If her trigger is time-sensitive, e.g., every morning after she drops the kids off at school, she can make plans (again, ahead of time), to affirmatively do something else where people will be expecting her. Maybe she can even volunteer at the school so she’s not leaving at the same time every day. If she wants to go to the gym (and the Y has a sliding scale, so she should be able to go), perhaps she can arrange for a friend to take her and the kids to school and then drive to the gym. Maybe someone else can take the kids to school, while she heads off in a different direction. 

These sound like small steps, and they are not intended to replace treatment or therapy or be the onlychange someone makes. 

Yet even small changes can disrupt a habit enough to change it, or to more easily add and maintain a new habit. In his book, The Happiness AdvantageShawn Achor notes that when he was trying to give up television, he identified the “trigger” as finishing dinner, then sitting on the couch and picking up the remote. By simply moving the remote out of his reach, he gave himself enough time to make a different choice instead of mindlessly grabbing the remote and turning on the television. A client he worked with who wasted significant time at work checking news feeds, his stocks, and email was coached to remove the “shortcut” on his desktop, turn off notifications, and keep the app closed when not in use. He immediately noticed his productivity went up.
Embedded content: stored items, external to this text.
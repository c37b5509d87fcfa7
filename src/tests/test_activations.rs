use ndarray::{array, Array2};
use crate::activations::Activation;

#[test]
fn test_relu_activation() {
    let relu = Activation::Relu;
    let mut input = array![-1.0, 0.0, 1.0, 2.0];
    relu.apply(&mut input);
    assert_eq!(input, array![0.0, 0.0, 1.0, 2.0]);
}

#[test]
fn test_linear_is_identity() {
    let mut input = array![[-3.5, 0.0], [1.25, 8.0]];
    let expected = input.clone();
    Activation::Linear.apply_batch(&mut input);
    assert_eq!(input, expected);
}

#[test]
fn test_relu_derivative_gates_at_zero() {
    let pre = array![[-1.0, 0.0, 0.5], [2.0, -0.1, 1e-6]];
    let deriv = Activation::Relu.derivative_batch(pre.view());
    assert_eq!(deriv, array![[0.0, 0.0, 1.0], [1.0, 0.0, 1.0]]);
}

#[test]
fn test_linear_derivative_is_one() {
    let pre = array![[-4.0, 0.0], [3.0, 7.0]];
    let deriv = Activation::Linear.derivative_batch(pre.view());
    assert_eq!(deriv, Array2::<f32>::ones((2, 2)));
}

#[test]
fn test_default_activation() {
    assert_eq!(Activation::default(), Activation::Relu);
}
Achor also gives an example of establishing habits. He wanted to learn to play guitar, but couldn’t seem to start/maintain this habit, despite goal-setting, “gold star” tracking charts, etc. By simply moving the guitar to within easy reach (displacing the remote!), he was significantly more likely to pick up the guitar and practice. His take-away? Make the habits you are trying to eliminate harder, and the ones you are trying to establish easier.

Integrity comes about one decision at a time. Small wins are easier to achieve if they become a habit, and part of a daily routine. Recognizing those small wins builds self-confidence. And both of those things make telling the truth and keeping your word easier.